I have no idea why Mom was so strongly opposed to keeping the Cave family plot in good order and I am happy to leave that problem in the grave with her. I am the product of two families, not one.

The Rest of the Weekend

Not much else. I met my bestie for a late lunch, after I was through at the cemeteries. We ate at Brio’s, which is one of my favorite and most-often visited restaurants in the Metroplex. Had I not taken up all my words talking about cemeteries, I might compare it favorably to the Cheesecake Factory next to it and wonder why the Cheesecake Factory stays so much busier than Brio’s, but I’m already over my word count. After lunch we did a little shopping therapy at the Allen Outlet Mall, something else I could use up a whole bunch of words about – whining about the stores which are no longer there and the dismal things they call bargains today. Sunday I went to church and then the rain kept hubby and I in the house.
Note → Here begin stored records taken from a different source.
impl Orchestrator {
    /// Wires an orchestrator from its collaborators.
    #[must_use]
    pub fn new(
        config: OrchestratorConfig,
        clock: Arc<dyn Clock>,
        rng: Arc<Mutex<dyn DeterministicRng + Send>>,
        store: Arc<dyn SessionStore>,
        narrator: Arc<dyn NarrativeEngine>,
    ) -> Self {
        let registry = Arc::new(ConnectionRegistry::new(Arc::clone(&clock)));
        let dispatcher = Arc::new(BroadcastDispatcher::new(Arc::clone(&registry)));
        let rooms = SessionRoomTable::new(
            ActorContext {
                clock: Arc::clone(&clock),
                registry: Arc::clone(&registry),
                dispatcher: Arc::clone(&dispatcher),
                store: Arc::clone(&store),
                log_retention: config.log_retention,
            },
            config.session_mailbox,
        );
        Self {
            config,
            clock,
            rng,
            store,
            narrator,
            registry,
            dispatcher,
            rooms,
        }
    }

    /// Active configuration.
    #[must_use]
    pub fn config(&self) -> &OrchestratorConfig {
        &self.config
    }

    /// Number of live connections.
    #[must_use]
    pub fn connection_count(&self) -> usize {
        self.registry.len()
    }

    /// Number of live session rooms.
    #[must_use]
    pub fn room_count(&self) -> usize {
        self.rooms.len()
    }

    /// Whether a room for `session_id` is currently live.
    #[must_use]
    pub fn has_room(&self, session_id: SessionId) -> bool {
        self.rooms.contains(session_id)
    }

    /// A fresh flood guard sized from the configuration.
    #[must_use]
    pub fn flood_guard(&self) -> FloodGuard {
        FloodGuard::new(self.config.flood_max_messages, self.config.flood_window)
    }

    // --- connection lifecycle ---

    /// Registers a connection and acknowledges it with `connected`.
    ///
    /// # Errors
    ///
    /// Returns `DomainError::Validation` for a malformed identity.
    #[instrument(skip(self, identity, sender), fields(user_id = %identity.user_id))]
    pub fn on_connect(
        &self,
        identity: Identity,
        sender: Outbound,
    ) -> Result<ConnectionId, DomainError> {
        if !identity.is_well_formed() {
            return Err(DomainError::Validation(
                "display name must be 1-64 characters".to_owned(),
            ));
        }
        let connection_id = self.registry.register(identity.clone(), sender);
        self.send_direct(
            connection_id,
            ServerEvent::Connected {
                identity,
                connection_id,
            },
        );
        info!(connection_id = %connection_id, "Client connected");
        Ok(connection_id)
    }

    /// Unregisters a connection and, if it was the user's last one in its
    /// session, removes the user from the room.
    #[instrument(skip(self))]
    pub async fn on_disconnect(&self, connection_id: ConnectionId) {
        let Some(connection) = self.registry.unregister(connection_id) else {
            return;
        };
        if let Some(session_id) = connection.session_id {
            self.release_membership(session_id, &connection.identity)
                .await;
        }
        info!(user_id = %connection.identity.user_id, "Client disconnected");
    }

    /// Binds the connection to `session_id` and adds its user to the room.
    ///
    /// # Errors
    ///
    /// Returns `DomainError::AlreadyInSession` if the connection is bound
    /// elsewhere, `DomainError::SessionNotFound` if the store has no such
    /// session, or the store's own error.
    #[instrument(skip(self))]
    pub async fn on_join(
        &self,
        connection_id: ConnectionId,
        session_id: SessionId,
    ) -> Result<Vec<MemberPresence>, DomainError> {
        let connection = self.connection(connection_id)?;
        if let Some(current) = connection.session_id {
            return Err(DomainError::AlreadyInSession(current));
        }

        let record = self
            .store
            .load_session(session_id)
            .await?
            .ok_or(DomainError::SessionNotFound(session_id))?;

        self.registry.set_session(connection_id, Some(session_id))?;
        match self
            .rooms
            .join(&record, &connection.identity, connection_id)
            .await
        {
            Ok(members) => Ok(members),
            Err(e) => {
                // Nothing joined; leave the connection unbound.
                let _ = self.registry.set_session(connection_id, None);
                Err(e)
            }
        }
    }

    /// Unbinds the connection from `session_id`.
    ///
    /// # Errors
    ///
    /// Returns `DomainError::NotAMember` if the connection is not bound to
    /// `session_id`.
    #[instrument(skip(self))]
    pub async fn on_leave(
        &self,
        connection_id: ConnectionId,
        session_id: SessionId,
    ) -> Result<(), DomainError> {
        let connection = self.bound_connection(connection_id, session_id)?;
        self.registry.set_session(connection_id, None)?;
        self.release_membership(session_id, &connection.identity)
            .await;
        Ok(())
    }

    /// The room decides whether the user is really gone, so the check is
    /// ordered with any join from another of the user's connections.
    async fn release_membership(&self, session_id: SessionId, identity: &Identity) {
        self.rooms.leave(session_id, identity).await;
    }

    // --- session traffic ---

    /// Sends a full snapshot to the requesting connection.
    ///
    /// # Errors
    ///
    /// Returns `DomainError::NotAMember` if the connection is not bound to
    /// `session_id`.
    #[instrument(skip(self))]
    pub async fn get_state(
        &self,
        connection_id: ConnectionId,
        session_id: SessionId,
    ) -> Result<(), DomainError> {
        let connection = self.bound_connection(connection_id, session_id)?;
        self.rooms
            .send_snapshot(session_id, connection.identity.user_id, connection_id)
            .await
    }

    /// Applies a game action. Narration requests call the narrative engine
    /// first and only then enter the session.
    ///
    /// # Errors
    ///
    /// Returns validation, membership or transition errors, or
    /// `DomainError::Infrastructure` if the narrative engine fails.
    #[instrument(
        skip(self, payload),
        fields(session_id = %payload.session_id, action = ?payload.action)
    )]
    pub async fn on_game_action(
        &self,
        connection_id: ConnectionId,
        payload: GameActionPayload,
    ) -> Result<(), DomainError> {
        payload.validate()?;
        let connection = self.bound_connection(connection_id, payload.session_id)?;
        let session_id = payload.session_id;

        let mutation = if payload.action == ActionType::RequestNarration {
            let text = self
                .narrator
                .narrate(session_id, payload.content.trim())
                .await
                .map_err(|e| match e {
                    DomainError::Infrastructure(_) => e,
                    other => DomainError::Infrastructure(format!("narration failed: {other}")),
                })?;
            Mutation::Narration { payload, text }
        } else {
            Mutation::Action(payload)
        };

        self.rooms
            .apply(session_id, &connection.identity, mutation)
            .await
    }

    /// Resolves a dice roll in the connection's session and broadcasts it.
    ///
    /// # Errors
    ///
    /// Returns `DomainError::Validation` if the connection has not joined a
    /// session, or the resolver's errors.
    #[instrument(skip(self, request), fields(die = ?request.die_type))]
    pub async fn on_dice_roll(
        &self,
        connection_id: ConnectionId,
        request: DiceRollRequest,
    ) -> Result<(), DomainError> {
        let connection = self.connection(connection_id)?;
        let session_id = connection.session_id.ok_or_else(|| {
            DomainError::Validation("join a session before rolling dice".to_owned())
        })?;

        // The RNG lock is scoped to this synchronous call.
        let result = resolver::resolve_shared(
            &request,
            &connection.identity,
            self.clock.as_ref(),
            self.rng.as_ref(),
        )?;
        info!(
            session_id = %session_id,
            kept = result.kept,
            total = result.total,
            "Dice rolled"
        );

        self.rooms
            .apply(session_id, &connection.identity, Mutation::DiceRoll(result))
            .await
    }

    /// Relays a chat message to the room or, for whispers, to the sender
    /// and target only.
    ///
    /// # Errors
    ///
    /// Returns validation or membership errors.
    #[instrument(skip(self, payload), fields(session_id = %payload.session_id, kind = ?payload.kind))]
    pub async fn on_chat(
        &self,
        connection_id: ConnectionId,
        payload: ChatPayload,
    ) -> Result<(), DomainError> {
        let route = payload.validate()?;
        let connection = self.bound_connection(connection_id, payload.session_id)?;
        let session_id = payload.session_id;
        self.rooms
            .apply(
                session_id,
                &connection.identity,
                Mutation::Chat { payload, route },
            )
            .await
    }

    /// Saves a character update through the store, then broadcasts it.
    ///
    /// # Errors
    ///
    /// Returns validation or membership errors, or the store's error; on a
    /// store failure nothing is broadcast.
    #[instrument(
        skip(self, payload),
        fields(session_id = %payload.session_id, character_id = %payload.character_id)
    )]
    pub async fn on_character_update(
        &self,
        connection_id: ConnectionId,
        payload: CharacterUpdatePayload,
    ) -> Result<(), DomainError> {
        payload.validate()?;
        let connection = self.bound_connection(connection_id, payload.session_id)?;
        let update = CharacterUpdate {
            session_id: payload.session_id,
            character_id: payload.character_id,
            updates: payload.updates,
            updated_by: connection.identity.clone(),
            updated_at: self.clock.now(),
        };
        self.store.save_character_update(&update).await?;
        self.rooms
            .apply(
                update.session_id,
                &connection.identity,
                Mutation::CharacterUpdate(update),
            )
            .await
    }

    /// Replies with `pong`.
    ///
    /// # Errors
    ///
    /// Returns `DomainError::ConnectionNotFound` for an unknown handle.
    pub fn ping(&self, connection_id: ConnectionId) -> Result<(), DomainError> {
        self.registry.touch(connection_id)?;
        self.send_direct(
            connection_id,
            ServerEvent::Pong {
                timestamp: self.clock.timestamp_millis(),
            },
        );
        Ok(())
    }

    // --- transport entry points ---

    /// Routes one parsed client event. Any failure is reported to the
    /// originating connection as an `error` event.
    pub async fn handle(&self, connection_id: ConnectionId, event: ClientEvent) {
        let name = event.name();
        let _ = self.registry.touch(connection_id);
        let result = match event {
            ClientEvent::JoinSession { session_id } => {
                self.on_join(connection_id, session_id).await.map(|_| ())
            }
            ClientEvent::LeaveSession { session_id } => {
                self.on_leave(connection_id, session_id).await
            }
            ClientEvent::GetSessionState { session_id } => {
                self.get_state(connection_id, session_id).await
            }
            ClientEvent::GameAction(payload) => self.on_game_action(connection_id, payload).await,
            ClientEvent::DiceRoll(request) => self.on_dice_roll(connection_id, request).await,
            ClientEvent::ChatMessage(payload) => self.on_chat(connection_id, payload).await,
            ClientEvent::CharacterUpdate(payload) => {
                self.on_character_update(connection_id, payload).await
            }
            ClientEvent::Ping => self.ping(connection_id),
        };
        if let Err(e) = result {
            self.report(connection_id, name, &e);
        }
    }

    /// Rate-limits, parses and routes one inbound text frame.
    pub async fn handle_frame(
        &self,
        connection_id: ConnectionId,
        text: &str,
        guard: &mut FloodGuard,
    ) -> FrameOutcome {
        if !guard.admit(self.clock.now()) {
            warn!(connection_id = %connection_id, "Inbound rate limit exceeded");
            self.send_direct(
                connection_id,
                ServerEvent::ForceDisconnect {
                    reason: DomainError::RateLimited.to_string(),
                },
            );
            return FrameOutcome::Disconnect;
        }
        match ClientEvent::parse(text, self.config.max_frame_bytes) {
            Ok(event) => self.handle(connection_id, event).await,
            Err(e) => self.report(connection_id, "unparsed", &e),
        }
        FrameOutcome::Continue
    }

    // --- idle rooms ---

    /// Evicts rooms that have been empty for the configured idle window.
    pub async fn sweep_idle_rooms(&self) -> usize {
        self.rooms.sweep(self.config.idle_room_ttl).await
    }

    /// Runs [`Self::sweep_idle_rooms`] on a fixed period until the returned
    /// handle is aborted.
    #[must_use]
    pub fn spawn_sweeper(self: &Arc<Self>) -> JoinHandle<()> {
        let orchestrator = Arc::clone(self);
        let period = self.config.sweep_interval;
        tokio::spawn(async move {
            let mut ticker = tokio::time::interval(period);
            ticker.set_missed_tick_behavior(MissedTickBehavior::Skip);
            // The first tick fires immediately.
            ticker.tick().await;
            loop {
                ticker.tick().await;
                let evicted = orchestrator.sweep_idle_rooms().await;
                debug!(evicted, "Idle-room sweep finished");
            }
        })
    }

    // --- helpers ---

    fn connection(&self, connection_id: ConnectionId) -> Result<Connection, DomainError> {
        self.registry
            .get(connection_id)
            .ok_or(DomainError::ConnectionNotFound(connection_id))
    }

    fn bound_connection(
        &self,
        connection_id: ConnectionId,
        session_id: SessionId,
    ) -> Result<Connection, DomainError> {
        let connection = self.connection(connection_id)?;
        if connection.is_bound_to(session_id) {
            Ok(connection)
        } else {
            Err(DomainError::NotAMember(session_id))
        }
    }

    fn send_direct(&self, connection_id: ConnectionId, event: ServerEvent) {
        self.dispatcher
            .send_to(connection_id, Envelope::direct(event, self.clock.now()));
    }

    fn report(&self, connection_id: ConnectionId, request: &str, err: &DomainError) {
        match err {
            DomainError::Infrastructure(detail) => {
                error!(connection_id = %connection_id, request, detail = %detail, "Request failed");
            }
            other => {
                debug!(connection_id = %connection_id, request, error = %other, "Request rejected");
            }
        }
        self.send_direct(connection_id, ServerEvent::from_error(err));
    }
}
//! tablesync Core — shared identifiers, errors and collaborator seams.
//!
//! Every other crate in the workspace depends on this one. It holds no
//! runtime state; the orchestrator itself lives in `tablesync-session`.

pub mod clock;
pub mod error;
pub mod id;
pub mod narrator;
pub mod rng;
pub mod store;
//! Test stores — `SessionStore` implementations for tests.

use std::collections::HashMap;
use std::sync::{Arc, Mutex};
use std::sync::atomic::{AtomicBool, Ordering};
use std::time::Duration;

use async_trait::async_trait;
use tablesync_core::error::DomainError;
use tablesync_core::id::SessionId;
use tablesync_core::store::{CharacterUpdate, SessionRecord, SessionStore};

/// A store backed by in-process maps. Records every save so tests can
/// assert on what the orchestrator persisted.
#[derive(Debug, Default)]
pub struct InMemorySessionStore {
    sessions: Mutex<HashMap<SessionId, SessionRecord>>,
    saved_sessions: Mutex<Vec<SessionRecord>>,
    character_updates: Mutex<Vec<CharacterUpdate>>,
}

impl InMemorySessionStore {
    /// Create an empty store.
    #[must_use]
    pub fn new() -> Self {
        Self::default()
    }

    /// Create a store that already knows the given sessions.
    ///
    /// # Panics
    ///
    /// Panics if the internal mutex is poisoned.
    #[must_use]
    pub fn with_sessions(records: impl IntoIterator<Item = SessionRecord>) -> Self {
        let store = Self::new();
        {
            let mut sessions = store.sessions.lock().unwrap();
            for record in records {
                sessions.insert(record.session_id, record);
            }
        }
        store
    }

    /// Returns every record passed to `save_session`, in call order.
    ///
    /// # Panics
    ///
    /// Panics if the internal mutex is poisoned.
    pub fn saved_sessions(&self) -> Vec<SessionRecord> {
        self.saved_sessions.lock().unwrap().clone()
    }

    /// Returns every character update received, in call order.
    ///
    /// # Panics
    ///
    /// Panics if the internal mutex is poisoned.
    pub fn character_updates(&self) -> Vec<CharacterUpdate> {
        self.character_updates.lock().unwrap().clone()
    }
}

#[async_trait]
impl SessionStore for InMemorySessionStore {
    async fn load_session(
        &self,
        session_id: SessionId,
    ) -> Result<Option<SessionRecord>, DomainError> {
        Ok(self.sessions.lock().unwrap().get(&session_id).cloned())
    }

    async fn save_session(&self, record: &SessionRecord) -> Result<(), DomainError> {
        self.sessions
            .lock()
            .unwrap()
            .insert(record.session_id, record.clone());
        self.saved_sessions.lock().unwrap().push(record.clone());
        Ok(())
    }

    async fn save_character_update(&self, update: &CharacterUpdate) -> Result<(), DomainError> {
        self.character_updates.lock().unwrap().push(update.clone());
        Ok(())
    }
}

/// An `InMemorySessionStore` whose first `save_session` stalls for a while,
/// so a later save can overtake it if nothing orders them.
#[derive(Debug)]
pub struct DelayedSessionStore {
    inner: Arc<InMemorySessionStore>,
    first_save_delay: Duration,
    stalled: AtomicBool,
}

impl DelayedSessionStore {
    /// Wrap `inner`, delaying its first save by `first_save_delay`. Saves
    /// that complete are visible through `inner`.
    #[must_use]
    pub fn new(inner: Arc<InMemorySessionStore>, first_save_delay: Duration) -> Self {
        Self {
            inner,
            first_save_delay,
            stalled: AtomicBool::new(false),
        }
    }
}

#[async_trait]
impl SessionStore for DelayedSessionStore {
    async fn load_session(
        &self,
        session_id: SessionId,
    ) -> Result<Option<SessionRecord>, DomainError> {
        self.inner.load_session(session_id).await
    }

    async fn save_session(&self, record: &SessionRecord) -> Result<(), DomainError> {
        if !self.stalled.swap(true, Ordering::SeqCst) {
            tokio::time::sleep(self.first_save_delay).await;
        }
        self.inner.save_session(record).await
    }

    async fn save_character_update(&self, update: &CharacterUpdate) -> Result<(), DomainError> {
        self.inner.save_character_update(update).await
    }
}

/// A store that always returns an infrastructure error. Useful for testing
/// error-handling paths.
#[derive(Debug)]
pub struct FailingSessionStore;

#[async_trait]
impl SessionStore for FailingSessionStore {
    async fn load_session(
        &self,
        _session_id: SessionId,
    ) -> Result<Option<SessionRecord>, DomainError> {
        Err(DomainError::Infrastructure("connection refused".into()))
    }

    async fn save_session(&self, _record: &SessionRecord) -> Result<(), DomainError> {
        Err(DomainError::Infrastructure("connection refused".into()))
    }

    async fn save_character_update(&self, _update: &CharacterUpdate) -> Result<(), DomainError> {
        Err(DomainError::Infrastructure("connection refused".into()))
    }
}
I hope you’ll have a great weekend and see me back here next week for another Weekend Report.

1 thought on “The Weekend Report”

  1. I can identify with your cemetery responsibilities because I would accompany my mother to clean up my father’s plot regularly. Then we would take a walk around the cemetery and visit my grandparents, my cousin killed in the war, family friends placing a stone to indicate someone had visited.
    It’s unfortunate the generation today has no connection with the past and are not interested in going back to the cemetery once their loved one was buried.